One-sided contracts
Authorities
Class-action
suits, mediation set to give teeth to consumer laws
Consumers in India will be able to initiate
class-action lawsuits and also opt for mediation under the new Consumer
Protection Act 2019, which gives legal teeth to claims for damages over
defective products or poor services.
Class-action
suits, a legal tool widely used in western consumer markets such as the US,
enable one individual complaint of a faulty product or service to be treated as
an “interest group” of other people in similar circumstances.
This
type of legal suit can be invoked to recall an entire batch of faulty products
based on a single complaint. If one lot of a consumer item, such as mobile
phones or cars, has a common defect, a single complaint can trigger the recall
through “class action”.
consumer
affairs ministry is in the process of finalising an apex investigative
authority under an agency called the Central Consumer Protection Authority
(CPPA), which will take up class action suits exclusively.

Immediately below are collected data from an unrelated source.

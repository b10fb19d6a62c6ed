//! Filesystem snapshot store.
//!
//! Layout: `<root>/<source-hash>/<run-id>.json`. Writes go to a hidden
//! temporary file that is renamed into place, so readers never observe a
//! partial snapshot.

use crate::graph::domain::ContentHash;
use crate::sync::{
    domain::{RunId, Snapshot},
    ports::{SnapshotStore, SnapshotStoreError, SnapshotStoreResult},
};
use async_trait::async_trait;
use camino::{Utf8Path, Utf8PathBuf};
use cap_std::ambient_authority;
use cap_std::fs_utf8::Dir;
use std::io::ErrorKind;
use tracing::{debug, warn};

const SNAPSHOT_EXTENSION: &str = ".json";

/// Snapshot store rooted at a directory.
#[derive(Debug, Clone)]
pub struct FsSnapshotStore {
    root: Utf8PathBuf,
}

impl FsSnapshotStore {
    /// Creates a store rooted at `root`. The directory is created on first
    /// write.
    #[must_use]
    pub fn new(root: impl Into<Utf8PathBuf>) -> Self {
        Self { root: root.into() }
    }

    /// Returns the root directory.
    #[must_use]
    pub fn root(&self) -> &Utf8Path {
        &self.root
    }

    async fn blocking<T, F>(&self, f: F) -> SnapshotStoreResult<T>
    where
        T: Send + 'static,
        F: FnOnce(Utf8PathBuf) -> SnapshotStoreResult<T> + Send + 'static,
    {
        let root = self.root.clone();
        tokio::task::spawn_blocking(move || f(root))
            .await
            .map_err(|err| SnapshotStoreError::persistence(std::io::Error::other(err.to_string())))?
    }
}

fn snapshot_file(run_id: RunId) -> String {
    format!("{run_id}{SNAPSHOT_EXTENSION}")
}

/// Opens the root, returning `None` when it does not exist yet.
fn open_root(root: &Utf8Path) -> SnapshotStoreResult<Option<Dir>> {
    match Dir::open_ambient_dir(root, ambient_authority()) {
        Ok(dir) => Ok(Some(dir)),
        Err(err) if err.kind() == ErrorKind::NotFound => Ok(None),
        Err(err) => Err(SnapshotStoreError::persistence(err)),
    }
}

fn decode(run_id: &str, contents: &str) -> SnapshotStoreResult<Snapshot> {
    serde_json::from_str(contents).map_err(|err| SnapshotStoreError::Corrupt {
        run_id: run_id.to_owned(),
        reason: err.to_string(),
    })
}

fn write_snapshot(root: &Utf8Path, snapshot: &Snapshot) -> SnapshotStoreResult<()> {
    let encoded = serde_json::to_string_pretty(snapshot).map_err(SnapshotStoreError::persistence)?;
    Dir::create_ambient_dir_all(root, ambient_authority()).map_err(SnapshotStoreError::persistence)?;
    let root_dir =
        Dir::open_ambient_dir(root, ambient_authority()).map_err(SnapshotStoreError::persistence)?;
    let hash = snapshot.source_hash().as_str();
    root_dir
        .create_dir_all(hash)
        .map_err(SnapshotStoreError::persistence)?;
    let source_dir = root_dir
        .open_dir(hash)
        .map_err(SnapshotStoreError::persistence)?;

    let file_name = snapshot_file(snapshot.run_id);
    let temporary = format!(".{file_name}.tmp");
    source_dir
        .write(&temporary, encoded)
        .map_err(SnapshotStoreError::persistence)?;
    source_dir
        .rename(&temporary, &source_dir, &file_name)
        .map_err(SnapshotStoreError::persistence)?;
    debug!(run_id = %snapshot.run_id, source = hash, "snapshot written");
    Ok(())
}

fn read_run(root: &Utf8Path, run_id: RunId) -> SnapshotStoreResult<Option<Snapshot>> {
    let Some(root_dir) = open_root(root)? else {
        return Ok(None);
    };
    let file_name = snapshot_file(run_id);
    for listed in root_dir.entries().map_err(SnapshotStoreError::persistence)? {
        let entry = listed.map_err(SnapshotStoreError::persistence)?;
        if !entry
            .file_type()
            .map_err(SnapshotStoreError::persistence)?
            .is_dir()
        {
            continue;
        }
        let source_dir = entry.open_dir().map_err(SnapshotStoreError::persistence)?;
        match source_dir.read_to_string(&file_name) {
            Ok(contents) => return decode(&run_id.to_string(), &contents).map(Some),
            Err(err) if err.kind() == ErrorKind::NotFound => {}
            Err(err) => return Err(SnapshotStoreError::persistence(err)),
        }
    }
    Ok(None)
}

fn read_latest(root: &Utf8Path, hash: &ContentHash) -> SnapshotStoreResult<Option<Snapshot>> {
    let Some(root_dir) = open_root(root)? else {
        return Ok(None);
    };
    let source_dir = match root_dir.open_dir(hash.as_str()) {
        Ok(dir) => dir,
        Err(err) if err.kind() == ErrorKind::NotFound => return Ok(None),
        Err(err) => return Err(SnapshotStoreError::persistence(err)),
    };
    newest_in(&source_dir, |_| true)
}

/// Scans every source directory, since an edited document changes its hash.
fn read_latest_for_path(root: &Utf8Path, source_path: &str) -> SnapshotStoreResult<Option<Snapshot>> {
    let Some(root_dir) = open_root(root)? else {
        return Ok(None);
    };
    let mut latest: Option<Snapshot> = None;
    for listed in root_dir.entries().map_err(SnapshotStoreError::persistence)? {
        let entry = listed.map_err(SnapshotStoreError::persistence)?;
        if !entry
            .file_type()
            .map_err(SnapshotStoreError::persistence)?
            .is_dir()
        {
            continue;
        }
        let source_dir = entry.open_dir().map_err(SnapshotStoreError::persistence)?;
        let Some(candidate) = newest_in(&source_dir, |snapshot| {
            snapshot.source_path() == source_path
        })?
        else {
            continue;
        };
        if latest
            .as_ref()
            .is_none_or(|current| candidate.taken_at > current.taken_at)
        {
            latest = Some(candidate);
        }
    }
    Ok(latest)
}

/// Returns the newest readable snapshot in `source_dir` accepted by `keep`.
fn newest_in(
    source_dir: &Dir,
    keep: impl Fn(&Snapshot) -> bool,
) -> SnapshotStoreResult<Option<Snapshot>> {
    let mut latest: Option<Snapshot> = None;
    for listed in source_dir.entries().map_err(SnapshotStoreError::persistence)? {
        let entry = listed.map_err(SnapshotStoreError::persistence)?;
        let name = entry.file_name().map_err(SnapshotStoreError::persistence)?;
        let Some(run_id) = name
            .strip_suffix(SNAPSHOT_EXTENSION)
            .filter(|stem| !stem.starts_with('.'))
        else {
            continue;
        };
        let contents = source_dir
            .read_to_string(&name)
            .map_err(SnapshotStoreError::persistence)?;
        let snapshot = match decode(run_id, &contents) {
            Ok(snapshot) => snapshot,
            Err(err) => {
                warn!(%err, "skipping unreadable snapshot");
                continue;
            }
        };
        if !keep(&snapshot) {
            continue;
        }
        if latest
            .as_ref()
            .is_none_or(|current| snapshot.taken_at > current.taken_at)
        {
            latest = Some(snapshot);
        }
    }
    Ok(latest)
}

#[async_trait]
impl SnapshotStore for FsSnapshotStore {
    async fn save(&self, snapshot: &Snapshot) -> SnapshotStoreResult<()> {
        let owned = snapshot.clone();
        self.blocking(move |root| write_snapshot(&root, &owned))
            .await
    }

    async fn load(&self, run_id: RunId) -> SnapshotStoreResult<Option<Snapshot>> {
        self.blocking(move |root| read_run(&root, run_id)).await
    }

    async fn latest_for_source(&self, hash: &ContentHash) -> SnapshotStoreResult<Option<Snapshot>> {
        let source = hash.clone();
        self.blocking(move |root| read_latest(&root, &source)).await
    }

    async fn latest_for_path(&self, source_path: &str) -> SnapshotStoreResult<Option<Snapshot>> {
        let path = source_path.to_owned();
        self.blocking(move |root| read_latest_for_path(&root, &path))
            .await
    }
}
//! Unit tests for the tracker module.

mod memory_tests;
//! Issue tracker integration.
//!
//! This module wraps the external tracker behind a narrow capability port so
//! the sync engine can create and update items, move labels, read item state,
//! and link hierarchies without knowing which tracker it talks to. Retry,
//! backoff and per-call timeouts live in the [`adapters::retry`] decorator.
//!
//! - Domain types in [`domain`]
//! - Port contracts in [`ports`]
//! - Adapter implementations in [`adapters`]

pub mod adapters;
pub mod domain;
pub mod ports;

#[cfg(test)]
mod tests;
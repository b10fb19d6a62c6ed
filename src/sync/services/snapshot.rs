//! Snapshot persistence and replay.

use super::{SyncError, SyncResult};
use crate::graph::domain::{GraphMetadata, NodeId};
use crate::sync::domain::{IdentityMapping, RunId, RunState};
use crate::sync::ports::{SnapshotStore, SnapshotStoreResult};
use mockable::Clock;
use std::sync::Arc;
use tracing::{debug, info};

/// Writes run snapshots and rebuilds run state from them.
pub struct SnapshotManager<S, C>
where
    S: SnapshotStore,
    C: Clock + Send + Sync,
{
    store: Arc<S>,
    clock: Arc<C>,
}

impl<S, C> SnapshotManager<S, C>
where
    S: SnapshotStore,
    C: Clock + Send + Sync,
{
    /// Creates a snapshot manager.
    #[must_use]
    pub const fn new(store: Arc<S>, clock: Arc<C>) -> Self {
        Self { store, clock }
    }

    /// Persists the current run state.
    ///
    /// # Errors
    ///
    /// Propagates store failures.
    pub async fn snapshot(&self, state: &RunState) -> SnapshotStoreResult<()> {
        let snapshot = state.to_snapshot(self.clock.utc());
        self.store.save(&snapshot).await?;
        debug!(
            run_id = %state.run_id,
            mapped = state.mapping.len(),
            processed = state.progress.processed().len(),
            "snapshot taken"
        );
        Ok(())
    }

    /// Rebuilds run state from the latest snapshot of a run.
    ///
    /// Returns the state together with the first unprocessed node, or `None`
    /// when every node was processed. Replaying never mutates the stored
    /// snapshot, so it is safe to repeat.
    ///
    /// # Errors
    ///
    /// Returns [`SyncError::RunNotFound`] when the run has no snapshot.
    pub async fn replay(&self, run_id: RunId) -> SyncResult<(RunState, Option<NodeId>)> {
        let snapshot = self
            .store
            .load(run_id)
            .await?
            .ok_or(SyncError::RunNotFound(run_id))?;
        let resume_point = snapshot.resume_point().cloned();
        info!(
            %run_id,
            resume_point = ?resume_point,
            mapped = snapshot.mapping.len(),
            "replaying snapshot"
        );
        Ok((RunState::from(snapshot), resume_point))
    }

    /// Copies mapping entries from earlier runs over the same document.
    ///
    /// The latest snapshot with the same content hash is absorbed first, then
    /// the latest snapshot for the same source path, so an edited document
    /// keeps the identities its earlier versions established. Entries that
    /// conflict with ones already absorbed are skipped. Returns the number of
    /// entries added.
    ///
    /// # Errors
    ///
    /// Propagates store failures.
    pub async fn seed_mapping(
        &self,
        source: &GraphMetadata,
        mapping: &mut IdentityMapping,
    ) -> SnapshotStoreResult<usize> {
        let mut added = 0;
        if let Some(previous) = self.store.latest_for_source(&source.content_hash).await? {
            let absorbed = mapping.absorb(&previous.mapping);
            debug!(source = %source.content_hash, previous_run = %previous.run_id, absorbed, "seeded mapping from same document");
            added += absorbed;
        }
        if let Some(previous) = self.store.latest_for_path(&source.source_path).await? {
            let absorbed = mapping.absorb(&previous.mapping);
            debug!(path = %source.source_path, previous_run = %previous.run_id, absorbed, "seeded mapping from earlier revision");
            added += absorbed;
        }
        Ok(added)
    }
}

“The agency will start functioning in first week of April. Most of
the set up is almost ready,” said a government official who asked not to be
named.
The Indian market has
seen mass product recalls of faulty products earlier, but such cases have been
voluntary rather than a legal necessity under consumer rights. For instance, in
April 2017, Toyota Kirloskar Motor announced it was recalling 23,157 units of
its sedan Corolla Altis in India, as part of the then ongoing recall of 2.9
million vehicles globally, for defective air bags.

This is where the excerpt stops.